Chapitre 3
Non loin de l'île, un radeau de fortune flotte sur l'Etiendo. Dans un boucan infernal, il se fait malmener par les vagues formées par un vent persistant qui le submergent de temps à autre.
À son bord, il y a quatre personnes à l'air abattu. L'une d'elles, un homme, est allongé sur le dos inerte. Deux autres sont agenouillés à ses côtés tandis que la dernière, une jeune femme, guette l'horizon.
— Bidzil, pourquoi ne guérit-il pas ? s'écrie assez fort le jeune homme aux cheveux noirs ébène pour se faire entendre.
En posant cette question, il garde le regard figé sur l'homme étendu dont le teint devient de plus en plus livide. Même si le sang a cessé d'imbiber le bandage, cela ne semble pas changer la donne. La vie le quitte davantage à chaque instant.
Le jeune homme tressaillit rien que d'y penser. Il refuse de se faire à l'idée que son père va mourir !
L'homme aux épaules très larges en face de lui, courbe le dos afin de protéger l'être au sol d'une énième retombée d'eau et répond sur un ton aussi grave que sa voix :
— Le poison, Seigneur Aron, le poison, répète-t-il en hochant la tête de bas en haut nerveusement, l'air sceptique.
Bidzil ne parvient pas a comprendre pourquoi l'entaille ne s'est pas refermée. Il pense à un poison assez fort pour infecter le corps et entraver sa guérison. Jamais il n'avait vu pareil dégâts sur l'un des siens.
Malheureusment, il n'a aucun mal à deviner ce qu'il va advenir.

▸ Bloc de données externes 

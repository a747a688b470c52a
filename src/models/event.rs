use chrono::NaiveDateTime;
use serde::{Deserialize, Serialize};

use super::enrollment::{Note, UserInfo};
use super::enums::EventStatus;
use super::metadata::{Program, ProgramStage};
use super::org_unit::OrganisationUnit;
use super::relationship::Relationship;
use super::tracked_entity::TrackedEntity;

#[derive(Debug, Clone, PartialEq, Eq, Serialize, Deserialize)]
#[serde(rename_all = "camelCase")]
pub struct DataValue {
    pub data_element: String,
    pub value: String,
    pub stored_by: Option<String>,
    pub created: Option<NaiveDateTime>,
    pub last_updated: Option<NaiveDateTime>,
}

/// One data-capture occurrence within a program stage.
#[derive(Debug, Clone, PartialEq, Eq, Serialize, Deserialize)]
#[serde(rename_all = "camelCase")]
pub struct Event {
    pub id: i64,
    pub uid: String,
    /// UID of the owning enrollment.
    pub enrollment: String,
    /// Tracked entity of the owning enrollment; `None` for programs without registration.
    pub tracked_entity: Option<TrackedEntity>,
    pub program: Program,
    pub program_stage: ProgramStage,
    pub org_unit: OrganisationUnit,
    pub status: EventStatus,
    pub occurred_date: Option<NaiveDateTime>,
    pub scheduled_date: Option<NaiveDateTime>,
    pub geometry: Option<String>,
    pub created: Option<NaiveDateTime>,
    pub last_updated: Option<NaiveDateTime>,
    pub completed_date: Option<NaiveDateTime>,
    pub completed_by: Option<String>,
    pub stored_by: Option<String>,
    pub assigned_user: Option<UserInfo>,
    pub deleted: bool,
    pub data_values: Vec<DataValue>,
    pub notes: Vec<Note>,
    #[serde(skip_serializing_if = "Option::is_none")]
    pub relationship_items: Option<Vec<Relationship>>,
}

Le corps raidit et froid de son Chef annonce son dernier souffle et ils ne peuvent rien y faire.
— Il y a bien un moyen de faire quelque chose ! rétorque la jeune femme qui détourne son attention de l'immensité de l'Etiendo et les fixe avec intensité. Notre Seigneur ne peut rendre l'âme de cette manière !
L'homme robuste inspire profondément. Il balance sa tête de droite à gauche en signe de négation. Il ne peut se permettre de leur donner de faux espoirs.
Un frisson parcourt toute la colonne vertébrale du jeune homme. Son père est en train de mourir ! Et lui, est là, impuissant.
— Mais... mais... bredouille la jeune femme, qu'allons nous devenir sans lui ?
Elle vient se mettre à genoux derrière la tête de son Seigneur et lui prend le visage entre les mains.
— Seigneur Ahiga, on a besoin de vous, dit-elle dans un sanglot impossible de refouler. Vous ne pouvez pas nous abandonner !
Aron a la gorge nouée. La détresse d'Erika amplifie la sienne. Prendre la relève de son père aussi tôt ? Jamais il n'y aurait cru ! Bien que sa relation avec son père n'a jamais été au beau fixe, il n'a jamais souhaité sa mort. Il ne lui reste plus que lui.
Il n'a pas le choix, il doit se ressaisir et apporter une réponse à la jeune femme, mais aussi à tous ceux qui vont maintenant constituer son peuple. Son peuple. Est-il réellement prêt pour prendre la relève ? Il en doute sérieusement. Mais au vu de la situation, la question ne se pose pas. Il va devenir Chef et va devoir se montrer à la hauteur des responsabilités qui lui incombent. La plus importante d'entre elles : protéger les siens et continuer le combat contre ce Roi Abran afin de récupérer leurs Terres.
Il ne peut laisser paraître les doute et la peur qui s'immiscent en lui. Alors, lentement, il se redresse et prend une posture droite et solennelle.
— Avec ou sans lui, nous continuerons le combat ! Nous resterons égaux à nous-mêmes et nous parviendrons à récupérer nos Terres ! annonce-t-il avec bravoure, mais le cœur serré de tristesse.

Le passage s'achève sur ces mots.